Hmm - that's a thought. Except I do have to wrestle with her some days - I think doing that over the back of a seat would really suck. But something to consider as she gets more cooperative!

Quote:


> Originally Posted by *madcap150*
> 
> Why not put the baby in the back and load her through the hatchback? I find it super easy to reach the 3rd row through the hatchback in my Mazda 5. If you don't want her alone back there, put your DD1 in the 3rd row with her. Only problem with that is you're short on cargo space, but I'm guessing you can fit a lot on the second row floor in that case (I know I do).

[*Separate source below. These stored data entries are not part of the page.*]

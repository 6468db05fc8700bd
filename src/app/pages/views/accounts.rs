use super::ViewHeader;
use crate::domain::mock::AD_ACCOUNTS;

use dioxus::prelude::*;

#[component]
pub fn AccountsPage() -> Element {
    rsx! {
        section { class: "c-view", "data-page": "accounts",
            ViewHeader {
                title: "Accounts",
                subtitle: "Ad accounts linked to your workspace",
            }

            table { class: "c-table",
                thead {
                    tr {
                        th { "Account" }
                        th { "ID" }
                        th { "Platform" }
                        th { "Status" }
                    }
                }
                tbody {
                    for account in AD_ACCOUNTS.iter() {
                        tr { key: "{account.account_id}",
                            td { "{account.name}" }
                            td { class: "c-table__mono", "{account.account_id}" }
                            td { "{account.platform}" }
                            td {
                                if account.connected {
                                    span { class: "c-badge c-badge--success", "Connected" }
                                } else {
                                    span { class: "c-badge c-badge--muted", "Disconnected" }
                                }
                            }
                        }
                    }
                }
            }
        }
    }
}
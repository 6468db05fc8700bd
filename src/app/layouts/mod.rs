pub mod landing_footer;
pub mod landing_navbar;
pub mod navbar;
pub mod sidebar;

pub use landing_footer::LandingFooter;
pub use landing_navbar::LandingNavbar;
pub use navbar::Navbar;
pub use sidebar::Sidebar;
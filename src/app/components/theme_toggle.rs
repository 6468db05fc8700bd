use crate::app::components::IconGlyph;
use crate::domain::models::Icon;
use crate::shared::hooks::use_theme;
use dioxus::prelude::*;

/// Light/dark switch for the dashboard navbar.
/// Shows the sun while dark (click to go light) and the moon while light.
#[component]
pub fn ThemeToggle() -> Element {
    let mut theme = use_theme();
    let is_dark = theme.theme().is_dark();

    let icon = if is_dark { Icon::Sun } else { Icon::Moon };
    let toggle_class = if is_dark {
        "c-icon-button c-theme-toggle c-theme-toggle--dark"
    } else {
        "c-icon-button c-theme-toggle"
    };

    rsx! {
        button {
            r#type: "button",
            class: toggle_class,
            title: "Toggle dark mode",
            onclick: move |_| theme.toggle(),
            IconGlyph { icon }
        }
    }
}
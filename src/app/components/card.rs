use crate::domain::models::Kpi;
use dioxus::prelude::*;

#[component]
pub fn Card(
    title: Option<String>,
    featured: Option<bool>,
    children: Element,
) -> Element {
    let featured = featured.unwrap_or(false);
    let featured_class = if featured { "c-card--featured" } else { "" };

    rsx! {
        div {
            class: "c-card {featured_class}",
            if let Some(title) = title {
                div {
                    class: "c-card__header",
                    h3 {
                        class: "c-card__title",
                        "{title}"
                    }
                }
            }
            div {
                class: "c-card__body",
                {children}
            }
        }
    }
}

/// Single headline figure with its change versus last period
#[component]
pub fn KpiCard(kpi: Kpi) -> Element {
    let arrow = kpi.trend.arrow();
    let delta_class = kpi.trend.class();

    rsx! {
        div { class: "c-card c-kpi",
            p { class: "c-kpi__label", "{kpi.label}" }
            p { class: "c-kpi__value", "{kpi.value}" }
            p { class: delta_class, "{arrow} {kpi.delta}" }
        }
    }
}
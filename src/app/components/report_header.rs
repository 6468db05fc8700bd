use crate::app::components::{Button, ButtonVariant, IconGlyph};
use crate::domain::models::Icon;
use dioxus::prelude::*;

/// Toolbar above the report table. Buttons are placeholders.
#[component]
pub fn ReportHeader() -> Element {
    rsx! {
        div { class: "c-report-header",
            Button { variant: ButtonVariant::Primary,
                IconGlyph { icon: Icon::Upload }
                "Upload Data"
            }
            Button { variant: ButtonVariant::Ghost,
                IconGlyph { icon: Icon::Save }
                "Save"
            }
            Button { variant: ButtonVariant::Ghost,
                IconGlyph { icon: Icon::Share }
                "Share"
            }

            div { class: "c-report-header__history",
                button { r#type: "button", class: "c-icon-button", title: "Undo",
                    IconGlyph { icon: Icon::Undo }
                }
                button { r#type: "button", class: "c-icon-button", title: "Redo",
                    IconGlyph { icon: Icon::Redo }
                }
            }
        }
    }
}
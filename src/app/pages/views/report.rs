use super::ViewHeader;
use crate::app::components::ReportHeader;
use crate::domain::mock::REPORT_ROWS;

use dioxus::prelude::*;

#[component]
pub fn ReportPage() -> Element {
    rsx! {
        section { class: "c-view", "data-page": "report",
            ReportHeader {}

            ViewHeader {
                title: "Report",
                subtitle: "Daily delivery for the selected period",
            }

            table { class: "c-table",
                thead {
                    tr {
                        th { "Date" }
                        th { "Spend" }
                        th { "Impressions" }
                        th { "Clicks" }
                        th { "Conversions" }
                    }
                }
                tbody {
                    for row in REPORT_ROWS.iter() {
                        tr { key: "{row.date}",
                            td { "{row.date}" }
                            td { "{row.spend}" }
                            td { "{row.impressions}" }
                            td { "{row.clicks}" }
                            td { "{row.conversions}" }
                        }
                    }
                }
            }
        }
    }
}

Do you think I'd be able to load the baby's bucket seat over the back of the seat? I'd like to be able to carry it in/out of the house until it warms up. (It should be significantly warmer in a month (hopefully) but today it is a whopping 0 degrees (windchill = -20) and I just don't feel comfortable taking a newborn in and out of a seat in that, kwim? Cargo space isn't too much of a concern most of the time - I go grocery shopping with out them, and when we go out of town it will be a huge problem regardless of carseat configuration! (Hoping to get a rack, soon!)

Quote:


> Originally Posted by *BathrobeGoddess*
> 
> I also hatch loaded my son in my Mazda5...worked great and I totally preferred it!


Your littlest one? Were you able to load a bucket seat over the back row, or did you buckle him into the seat already in the car?

Thanks for the ideas, everyone!! It will take some getting used to having dd1 all the way in the back, as she has been the person I can hand stuff to, etc!


----------



## BathrobeGoddess (Nov 19, 2001)

Quote:


> Originally Posted by *Quaniliaz*
> 
> Quote:
> 
> ...


Oh I didn't have a bucket for him...he started out in a true fit...I think loading a bucket would be much harder...can you put your oldest in the back and let her get in before you put the baby in? You would have to take the baby out for her to get out though...hummmmm


----------



## kofduke (Dec 24, 2002)

I don't have the middle section between the two buckets out on mine, but my son just slides past the seat and walks in the middle to the rear seat...


----------



## lac_2233 (Sep 6, 2010)

First I want to say - please keep the middle child rear facing as long as possible as it is safest 

I have a Mazda5 and had my 4 year rear facing in a britax marathon. I had the stuff out in the middle of those seats so when I started nannying for 6 year olds in boosters I wasn't sure it would work, but we hatch load and they love it. I got some interesting looks at car pool, but now everyone is used to it and the kids actually fight over who gets to sit there just to hatch load. Your 8 year old can easily climb in and out, but then again you cant really have anything in the back that you can't easily move when she gets in and out.


----------



## ~Amy~ (Jun 7, 2009)

I have a 5 as well. I'd do the 2 RFer's in the captain's chairs and the booster in the third row with one seat folded & let the booster rider in & out through the hatch. Or keep one captain's chair empty and do the older RFer and the booster rider in the third row and the baby in the other captain's chair.


----------